No, there’s only one way to make a fractured spirit whole again. You call in the Repairman. You make repeated trips to the Great Physician. You pray. You confess any sinful part you had in the cause of the distress and you ask forgiveness. You allow the healing balm of His Holy Word to sink into your spirit.
Words like: “The Lord is close to the brokenhearted and saves those who are crushed in spirit” found in Psalm 34:18 and “He heals the brokenhearted and binds up their wounds” in Psalm 147:3.
Being fractured in spirit happens to us all. It’s a mistake to think that just because you’re a believer in Christ you won’t suffer in this life. Even if the anguish comes from the hand of a friend, a fellow believer, or family member, the wound will harm and do damage. But it damages you even further if you continue to carry it around. Then it may even fracture your spirit.
I know that turning to the One who’s always there, who always hears my prayers, and who can heal the broken-hearted, crushed spirit is the only prescription that will work for me. But here’s the thing. I have to choose to do that.
The Lord hasn’t made my fracture disappear (although He could if He wanted to). Instead I believe He wants me to humbly come to Him and lay my broken burden at His feet and leave it there. Only then can He can transform my wounded heart and infuse me with joy.
“Your sorrow shall be turned into joy.” ~ John 16:20
My friend – the one who recognized my fractured spirit – recently told me that as she prayed for me and my damaged heart one day, God spoke a word into her heart for me.

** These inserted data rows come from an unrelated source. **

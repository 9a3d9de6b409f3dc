//! Offline sink with a manually advanced clock.

use ss_engine::{AudioBlock, BlockKey, EngineError, OutputSink, StereoFrame};

use crate::timeline::Timeline;

/// Renders scheduled blocks into memory instead of a device.
///
/// The clock only moves when [`OfflineSink::advance`] is called, which
/// makes playback deterministic for export and tests.
pub struct OfflineSink {
    timeline: Timeline,
    played: u64,
    output: Vec<StereoFrame>,
}

impl OfflineSink {
    pub fn new(sample_rate: u32) -> Self {
        Self {
            timeline: Timeline::new(sample_rate),
            played: 0,
            output: Vec::new(),
        }
    }

    /// Play `frames` frames: render what is scheduled, silence otherwise.
    pub fn advance(&mut self, frames: usize) {
        self.output.reserve(frames);
        let from = self.played;
        let output = &mut self.output;
        let written = self.timeline.render(from, frames, |frame| {
            output.push(frame);
            true
        });
        self.output
            .extend(std::iter::repeat(StereoFrame::silence()).take(frames - written));
        self.played += frames as u64;
    }

    /// Frames played so far.
    pub fn position(&self) -> u64 {
        self.played
    }

    pub fn output(&self) -> &[StereoFrame] {
        &self.output
    }

    pub fn take_output(&mut self) -> Vec<StereoFrame> {
        std::mem::take(&mut self.output)
    }
}

impl OutputSink for OfflineSink {
    fn sample_rate(&self) -> u32 {
        self.timeline.sample_rate()
    }

    fn now(&self) -> f64 {
        self.played as f64 / self.timeline.sample_rate() as f64
    }

    fn schedule(&mut self, key: BlockKey, block: AudioBlock, start_time: f64) -> Result<(), EngineError> {
        self.timeline.insert(key, block, start_time);
        Ok(())
    }

    fn drain_completed(&mut self, completed: &mut Vec<BlockKey>) {
        self.timeline.drain_completed(self.played, completed);
    }

    fn flush(&mut self) {
        self.timeline.clear();
    }
}
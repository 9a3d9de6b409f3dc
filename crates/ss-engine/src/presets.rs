//! Built-in sound shaders for the reference backend.
//!
//! Parameter slot 0 is a master gain on every preset (0 means the preset's
//! default level).

use std::f64::consts::TAU;

use ss_ir::StateSnapshot;

use crate::backend::ShaderInput;
use crate::fn_backend::ProgramRegistry;

pub const SINE: &str = "sine";
pub const STEREO_BEAT: &str = "stereo-beat";
pub const SAW: &str = "saw";
pub const INSTRUMENT: &str = "instrument";
pub const SILENCE: &str = "silence";

fn gain(state: &StateSnapshot, default: f32) -> f32 {
    match state.params.get(0) {
        g if g > 0.0 => g,
        _ => default,
    }
}

fn sine(input: &ShaderInput, frequency: f64) -> f32 {
    (input.phase(frequency) * TAU).sin() as f32
}

/// Register every preset into `registry`.
pub fn register_all(registry: &mut ProgramRegistry) {
    registry.register(SINE, |input, state| {
        let v = sine(input, 440.0) * gain(state, 0.5);
        (v, v)
    });

    registry.register(STEREO_BEAT, |input, state| {
        let g = gain(state, 0.4);
        (sine(input, 440.0) * g, sine(input, 442.0) * g)
    });

    registry.register(SAW, |input, state| {
        let v = (input.phase(110.0) * 2.0 - 1.0) as f32 * gain(state, 0.3);
        (v, v)
    });

    // Sums held notes; each note decays over how long it has been held.
    registry.register(INSTRUMENT, |input, state| {
        let notes = &state.notes;
        if notes.active_count() == 0 {
            return (0.0, 0.0);
        }
        let mut sum = 0.0f32;
        for slot in notes.active() {
            let env = (-1.5 * slot.duration_seconds).exp();
            sum += sine(input, slot.frequency as f64) * slot.velocity * env;
        }
        let v = sum / notes.active_count() as f32 * gain(state, 0.8);
        (v, v)
    });

    registry.register(SILENCE, |_, _| (0.0, 0.0));
}
//! Waveform view keys and decimated column data.

use alloc::vec::Vec;

use crate::sample_index::SampleIndex;

/// Correlation id carried by every request to a compute context.
#[derive(Clone, Copy, Debug, Default, PartialEq, Eq, PartialOrd, Ord, Hash)]
pub struct RequestId(pub u64);

impl RequestId {
    /// The id after this one.
    pub fn next(self) -> Self {
        Self(self.0.wrapping_add(1))
    }
}

/// Exact-match identity of a cached waveform view.
#[derive(Clone, Copy, Debug, PartialEq, Eq, Hash)]
pub struct ViewKey {
    pub start: SampleIndex,
    pub end: SampleIndex,
    pub width: usize,
    /// Hash of the note/parameter state the view was rendered with.
    pub state_hash: u64,
}

impl ViewKey {
    pub fn new(start: SampleIndex, end: SampleIndex, width: usize, state_hash: u64) -> Self {
        Self { start, end, width, state_hash }
    }

    /// Samples covered by the view. Inverted ranges count as empty.
    pub fn total_samples(&self) -> u64 {
        self.end.get().saturating_sub(self.start.get())
    }
}

/// Min/max of both channels over one pixel column.
#[derive(Clone, Copy, Debug, Default, PartialEq)]
pub struct ColumnMinMax {
    pub min_left: f32,
    pub max_left: f32,
    pub min_right: f32,
    pub max_right: f32,
}

impl ColumnMinMax {
    /// A column collapsed onto a single sample.
    pub fn point(left: f32, right: f32) -> Self {
        Self {
            min_left: left,
            max_left: left,
            min_right: right,
            max_right: right,
        }
    }

    /// Widen to include another sample.
    pub fn include(&mut self, left: f32, right: f32) {
        self.min_left = self.min_left.min(left);
        self.max_left = self.max_left.max(left);
        self.min_right = self.min_right.min(right);
        self.max_right = self.max_right.max(right);
    }
}

/// Decimated waveform for one view, ready for painting.
#[derive(Clone, Debug, PartialEq)]
pub struct WaveformView {
    pub key: ViewKey,
    pub columns: Vec<ColumnMinMax>,
}

impl WaveformView {
    pub fn width(&self) -> usize {
        self.columns.len()
    }

    /// `[minL, maxL, minR, maxR]` per column, `width * 4` floats.
    pub fn to_flat(&self) -> Vec<f32> {
        let mut out = Vec::with_capacity(self.columns.len() * 4);
        for c in &self.columns {
            out.extend_from_slice(&[c.min_left, c.max_left, c.min_right, c.max_right]);
        }
        out
    }
}
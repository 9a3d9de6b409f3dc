//! Headless controller for soundshader.
//!
//! Owns a shader source and its note/parameter state, plays it through the
//! default audio device on a coordinator thread, and renders it offline to
//! frames, WAV bytes or waveform previews.

mod wav;

use crossbeam_channel::{Receiver, Sender};
use log::{info, warn};
use ss_audio::{CpalOutput, OfflineSink};
use ss_engine::{
    AudioScheduler, ComputeWorker, FnBackend, OutputSink, ShaderSession, StateSnapshot, ViewStatus,
    WaveformEngine,
};
use std::sync::atomic::{AtomicBool, AtomicU64, Ordering};
use std::sync::Arc;
use std::thread::JoinHandle;
use std::time::Duration;

// Re-export common types so callers don't need ss-engine directly.
pub use ss_engine::{
    presets, ColumnMinMax, CompileState, EngineError, NoteSlot, NoteState, ParameterState,
    PreviewMode, ProgramRegistry, SampleIndex, SessionConfig, StereoFrame, ViewKey, WaveformView,
};

pub use wav::{frames_to_wav, write_wav, WavFormat};

/// Coordinator tick period, roughly one display refresh.
const TICK: Duration = Duration::from_millis(16);

/// Offline clock step between scheduler ticks.
const OFFLINE_STEP_SECONDS: f64 = 0.01;

enum Command {
    SetSource(String),
    SetNotes(NoteState),
    NoteOn(i32, f32),
    NoteOff(i32),
    SetParam(usize, f32),
    WatchView { start: SampleIndex, end: SampleIndex, width: usize },
}

/// Headless shader controller.
pub struct Controller {
    config: SessionConfig,
    registry: ProgramRegistry,
    source: String,
    notes: NoteState,
    params: ParameterState,
    playback: Option<PlaybackHandle>,
}

struct PlaybackHandle {
    commands: Sender<Command>,
    stop_signal: Arc<AtomicBool>,
    sample_position: Arc<AtomicU64>,
    finished: Arc<AtomicBool>,
    errors: Receiver<EngineError>,
    views: Receiver<Arc<WaveformView>>,
    thread: Option<JoinHandle<()>>,
}

impl Controller {
    pub fn new(config: SessionConfig) -> Self {
        Self::with_registry(config, ProgramRegistry::with_presets())
    }

    /// Use `registry` as the set of compilable programs.
    pub fn with_registry(config: SessionConfig, registry: ProgramRegistry) -> Self {
        Self {
            config,
            registry,
            source: presets::SINE.to_string(),
            notes: NoteState::empty(),
            params: ParameterState::new(),
            playback: None,
        }
    }

    pub fn config(&self) -> &SessionConfig {
        &self.config
    }

    pub fn programs(&self) -> Vec<&str> {
        self.registry.names()
    }

    // --- Shader and state ---

    pub fn source(&self) -> &str {
        &self.source
    }

    pub fn set_source(&mut self, source: &str) {
        self.source = source.to_string();
        self.send(Command::SetSource(self.source.clone()));
    }

    pub fn set_notes(&mut self, notes: NoteState) {
        self.notes = notes;
        self.send(Command::SetNotes(notes));
    }

    /// Live note input; only meaningful while playing.
    pub fn note_on(&mut self, note: i32, velocity: f32) {
        self.send(Command::NoteOn(note, velocity));
    }

    pub fn note_off(&mut self, note: i32) {
        self.send(Command::NoteOff(note));
    }

    pub fn set_param(&mut self, index: usize, value: f32) {
        self.params = self.params.with_value(index, value);
        self.send(Command::SetParam(index, value));
    }

    fn state(&self) -> StateSnapshot {
        StateSnapshot::new(self.notes, self.params)
    }

    fn backend(&self) -> Box<FnBackend> {
        Box::new(FnBackend::new(self.registry.clone()))
    }

    fn send(&self, command: Command) {
        if let Some(pb) = &self.playback {
            // A closed channel means the thread already exited.
            let _ = pb.commands.send(command);
        }
    }

    // --- Real-time playback ---

    /// Start playing on the default device. Returns once the shader has
    /// compiled, or with the error that kept playback from starting. A
    /// readiness timeout is not fatal: playback starts degraded.
    pub fn play(&mut self) -> Result<(), EngineError> {
        self.stop();

        let (cmd_tx, cmd_rx) = crossbeam_channel::unbounded();
        let (err_tx, err_rx) = crossbeam_channel::unbounded();
        let (view_tx, view_rx) = crossbeam_channel::unbounded();
        let (ready_tx, ready_rx) = crossbeam_channel::bounded(1);
        let stop_signal = Arc::new(AtomicBool::new(false));
        let sample_position = Arc::new(AtomicU64::new(0));
        let finished = Arc::new(AtomicBool::new(false));

        let ctx = ThreadContext {
            config: self.config.clone(),
            audio_backend: self.backend(),
            waveform_backend: self.backend(),
            source: self.source.clone(),
            notes: self.notes,
            params: self.params,
            commands: cmd_rx,
            errors: err_tx,
            views: view_tx,
            ready: ready_tx,
            stop_signal: stop_signal.clone(),
            sample_position: sample_position.clone(),
            finished: finished.clone(),
        };

        let thread = std::thread::Builder::new()
            .name("ss-coordinator".into())
            .spawn(move || coordinator_thread(ctx))
            .map_err(|e| EngineError::BackendUnavailable(e.to_string()))?;

        self.playback = Some(PlaybackHandle {
            commands: cmd_tx,
            stop_signal,
            sample_position,
            finished,
            errors: err_rx,
            views: view_rx,
            thread: Some(thread),
        });

        // Two bounded waits (audio then waveform) plus device setup.
        let limit = self.config.ready_timeout() * 2 + Duration::from_secs(2);
        let outcome = match ready_rx.recv_timeout(limit) {
            Ok(outcome) => outcome,
            Err(_) => Err(EngineError::GenerationTimeout(limit)),
        };
        if outcome.is_err() {
            self.stop();
        }
        outcome
    }

    pub fn stop(&mut self) {
        if let Some(mut pb) = self.playback.take() {
            pb.stop_signal.store(true, Ordering::Relaxed);
            if let Some(handle) = pb.thread.take() {
                if handle.join().is_err() {
                    warn!("coordinator thread panicked");
                }
            }
        }
    }

    pub fn is_playing(&self) -> bool {
        self.playback
            .as_ref()
            .is_some_and(|p| !p.finished.load(Ordering::Relaxed))
    }

    /// Next sample to be generated.
    pub fn position(&self) -> Option<SampleIndex> {
        let pb = self.playback.as_ref()?;
        Some(SampleIndex::new(pb.sample_position.load(Ordering::Relaxed)))
    }

    /// Errors reported since the last call.
    pub fn take_errors(&self) -> Vec<EngineError> {
        self.playback
            .as_ref()
            .map(|p| p.errors.try_iter().collect())
            .unwrap_or_default()
    }

    /// Keep the preview of `[start, end)` at `width` columns up to date.
    /// Each new rendering of it shows up in [`Self::latest_view`].
    pub fn watch_view(&mut self, start: SampleIndex, end: SampleIndex, width: usize) {
        self.send(Command::WatchView { start, end, width });
    }

    /// Newest view delivered since the last call.
    pub fn latest_view(&self) -> Option<Arc<WaveformView>> {
        self.playback.as_ref()?.views.try_iter().last()
    }

    // --- Offline rendering ---

    /// Render `seconds` of audio through an offline sink.
    pub fn render_frames(&self, seconds: f64) -> Result<Vec<StereoFrame>, EngineError> {
        // Offline time has no jitter to absorb
        let config = SessionConfig { safety_margin_seconds: 0.0, ..self.config.clone() };
        let sample_rate = config.sample_rate;
        let worker = ComputeWorker::inline("audio", self.backend());
        let mut scheduler = AudioScheduler::new(&config, worker, OfflineSink::new(sample_rate));
        scheduler.set_state(self.state());
        scheduler.set_shader_source(&self.source);
        scheduler.wait_ready(config.ready_timeout())?;
        scheduler.start();

        let total = (seconds.max(0.0) * sample_rate as f64).round() as u64;
        let step = ((sample_rate as f64 * OFFLINE_STEP_SECONDS) as u64).max(1);
        while scheduler.sink().position() < total {
            // The inline worker answers on the following tick
            for _ in 0..4 {
                scheduler.tick();
            }
            if let CompileState::Error(msg) = scheduler.compile_state() {
                return Err(EngineError::Compile(msg.clone()));
            }
            let frames = step.min(total - scheduler.sink().position());
            scheduler.sink_mut().advance(frames as usize);
        }
        scheduler.stop();
        info!("rendered {} frames offline", total);
        Ok(scheduler.sink_mut().take_output())
    }

    pub fn render_to_wav(&self, seconds: f64, format: WavFormat) -> Result<Vec<u8>, EngineError> {
        let frames = self.render_frames(seconds)?;
        wav::frames_to_wav(&frames, self.config.sample_rate, format).map_err(|e| EngineError::Output(e.to_string()))
    }

    /// Compute one waveform preview synchronously.
    pub fn preview(
        &self,
        start: SampleIndex,
        end: SampleIndex,
        width: usize,
    ) -> Result<Arc<WaveformView>, EngineError> {
        let worker = ComputeWorker::inline("waveform", self.backend());
        let mut engine = WaveformEngine::new(&self.config, worker, self.config.sample_rate as f64);
        engine.set_state(self.state());
        engine.refresh_state_hash();
        engine.set_shader_source(&self.source);
        engine.wait_ready(self.config.ready_timeout())?;

        match engine.request_view(start, end, width)? {
            ViewStatus::Cached(view) => Ok(view),
            ViewStatus::NotReady => Err(EngineError::Compile("waveform context not ready".into())),
            ViewStatus::Pending(_) | ViewStatus::Requested(_) => {
                engine.poll();
                engine
                    .get_cached(&engine.view_key(start, end, width))
                    .ok_or_else(|| EngineError::Evaluation("preview evaluation failed".into()))
            }
        }
    }
}

impl Default for Controller {
    fn default() -> Self {
        Self::new(SessionConfig::default())
    }
}

impl Drop for Controller {
    fn drop(&mut self) {
        self.stop();
    }
}

struct ThreadContext {
    config: SessionConfig,
    audio_backend: Box<FnBackend>,
    waveform_backend: Box<FnBackend>,
    source: String,
    notes: NoteState,
    params: ParameterState,
    commands: Receiver<Command>,
    errors: Sender<EngineError>,
    views: Sender<Arc<WaveformView>>,
    ready: Sender<Result<(), EngineError>>,
    stop_signal: Arc<AtomicBool>,
    sample_position: Arc<AtomicU64>,
    finished: Arc<AtomicBool>,
}

fn coordinator_thread(ctx: ThreadContext) {
    let ThreadContext {
        config,
        audio_backend,
        waveform_backend,
        source,
        notes,
        params,
        commands,
        errors,
        views,
        ready,
        stop_signal,
        sample_position,
        finished,
    } = ctx;
    let fail = |err: EngineError| {
        warn!("playback failed to start: {}", err);
        let _ = ready.send(Err(err));
        finished.store(true, Ordering::Relaxed);
    };

    // The CPAL stream is not Send, so the sink is built on this thread.
    let output = match CpalOutput::open() {
        Ok(output) => output,
        Err(e) => return fail(e.into()),
    };
    let workers = ComputeWorker::spawn("audio", audio_backend)
        .and_then(|audio| Ok((audio, ComputeWorker::spawn("waveform", waveform_backend)?)));
    let (audio, waveform) = match workers {
        Ok(pair) => pair,
        Err(e) => return fail(e),
    };

    let mut session = ShaderSession::new(&config, audio, waveform, output);
    let reporter = errors.clone();
    session.set_error_callback(move |e: &EngineError| {
        let _ = reporter.send(e.clone());
    });
    for (index, &value) in params.values().iter().enumerate() {
        if value != 0.0 {
            session.set_param(index, value);
        }
    }
    session.set_notes(notes);
    session.set_shader_source(&source);

    match session.wait_ready() {
        Ok(()) | Err(EngineError::GenerationTimeout(_)) => {}
        Err(e) => return fail(e),
    }
    session.start();
    let _ = ready.send(Ok(()));
    info!("playing at {} Hz", session.sink().sample_rate());

    let mut watched: Option<(SampleIndex, SampleIndex, usize)> = None;
    let mut delivered: Option<ViewKey> = None;

    while !stop_signal.load(Ordering::Relaxed) {
        for command in commands.try_iter() {
            match command {
                Command::SetSource(source) => session.set_shader_source(&source),
                Command::SetNotes(notes) => session.set_notes(notes),
                Command::NoteOn(note, velocity) => session.note_on(note, velocity),
                Command::NoteOff(note) => session.note_off(note),
                Command::SetParam(index, value) => session.set_param(index, value),
                Command::WatchView { start, end, width } => {
                    watched = Some((start, end, width));
                    delivered = None;
                }
            }
        }

        session.tick();
        sample_position.store(session.sample_position().get(), Ordering::Relaxed);

        // Re-requesting is cheap: a pending key is not reissued, and after
        // an invalidation this picks the view back up.
        if let Some((start, end, width)) = watched {
            match session.request_view(start, end, width) {
                Ok(ViewStatus::Cached(view)) if delivered != Some(view.key) => {
                    delivered = Some(view.key);
                    let _ = views.send(view);
                }
                Ok(_) => {}
                Err(e) => {
                    let _ = errors.send(e);
                    watched = None;
                }
            }
        }

        std::thread::sleep(TICK);
    }

    session.stop();
    finished.store(true, Ordering::Relaxed);
    info!("playback stopped");
}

What was that word? Exuberance.
Oh my. At that time, I was feeling anything BUT exuberant. Exuberance? In the midst of such deep emotional pain? Exuberance? When I battled daily with feelings of hurt, anger, and injustice? Exuberance? When I have no clue what I am supposed to do next to fill the void left by this fracture?
I realize this is just one more step in knitting my fractured spirit into wholeness again. And even though I’m not feeling it, for this day – today – I will choose this word exuberance. I will choose joy. I will choose enthusiasm. I will choose cheerfulness. I will choose liveliness and energy and every other synonym for exuberance. I choose to embrace that word.
And tomorrow I will make that choice again. And again. And again. If you’re spirit feels fractured, you too have a choice. What will you choose?